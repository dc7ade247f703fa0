use crate::state::Pet;
use anyhow::{bail, Result};
use serde::{Deserialize, Serialize};

/// Client → Server message types
///
/// Accepts JSON (`{"type": "feed"}`) or the single-key shorthand used by
/// terminal clients (`f`, `p`, `h`, `q`).
#[derive(Debug, Clone, Copy, PartialEq, Eq, Deserialize)]
#[serde(tag = "type", rename_all = "lowercase")]
pub enum ClientMessage {
    Feed,
    Pet,
    Hit,
    Quit,
}

impl ClientMessage {
    pub fn parse(text: &str) -> Result<Self> {
        let trimmed = text.trim();
        match trimmed {
            "f" => return Ok(ClientMessage::Feed),
            "p" => return Ok(ClientMessage::Pet),
            "h" => return Ok(ClientMessage::Hit),
            "q" => return Ok(ClientMessage::Quit),
            _ => {}
        }

        if !trimmed.starts_with('{') {
            bail!("unknown command '{}'", trimmed);
        }
        Ok(serde_json::from_str(trimmed)?)
    }
}

/// Server → Client message types
#[derive(Debug, Clone, Serialize)]
#[serde(tag = "type", rename_all = "lowercase")]
pub enum ServerMessage {
    /// A state change pushed from the fan-out
    Update {
        pet: Pet,
        message: Option<String>,
        view: String,
    },
    /// Reply to this client's own action
    #[serde(rename = "result")]
    ActionResult { message: String, view: String },
    Error { error: String },
}

impl ServerMessage {
    pub fn error(error: impl Into<String>) -> Self {
        ServerMessage::Error {
            error: error.into(),
        }
    }
}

> [AIM OF THE TASK] Write every record above out again exactly as it stands.

> [WORKED SOLUTION]
repository dc7ade247f703fa0
use crate::state::Pet;
use anyhow::{bail, Result};
use serde::{Deserialize, Serialize};

/// Client → Server message types
///
/// Accepts JSON (`{"type": "feed"}`) or the single-key shorthand used by
/// terminal clients (`f`, `p`, `h`, `q`).
#[derive(Debug, Clone, Copy, PartialEq, Eq, Deserialize)]
#[serde(tag = "type", rename_all = "lowercase")]
pub enum ClientMessage {
    Feed,
    Pet,
    Hit,
    Quit,
}

impl ClientMessage {
    pub fn parse(text: &str) -> Result<Self> {
        let trimmed = text.trim();
        match trimmed {
            "f" => return Ok(ClientMessage::Feed),
            "p" => return Ok(ClientMessage::Pet),
            "h" => return Ok(ClientMessage::Hit),
            "q" => return Ok(ClientMessage::Quit),
            _ => {}
        }

        if !trimmed.starts_with('{') {
            bail!("unknown command '{}'", trimmed);
        }
        Ok(serde_json::from_str(trimmed)?)
    }
}

/// Server → Client message types
#[derive(Debug, Clone, Serialize)]
#[serde(tag = "type", rename_all = "lowercase")]
pub enum ServerMessage {
    /// A state change pushed from the fan-out
    Update {
        pet: Pet,
        message: Option<String>,
        view: String,
    },
    /// Reply to this client's own action
    #[serde(rename = "result")]
    ActionResult { message: String, view: String },
    Error { error: String },
}

impl ServerMessage {
    pub fn error(error: impl Into<String>) -> Self {
        ServerMessage::Error {
            error: error.into(),
        }
    }
}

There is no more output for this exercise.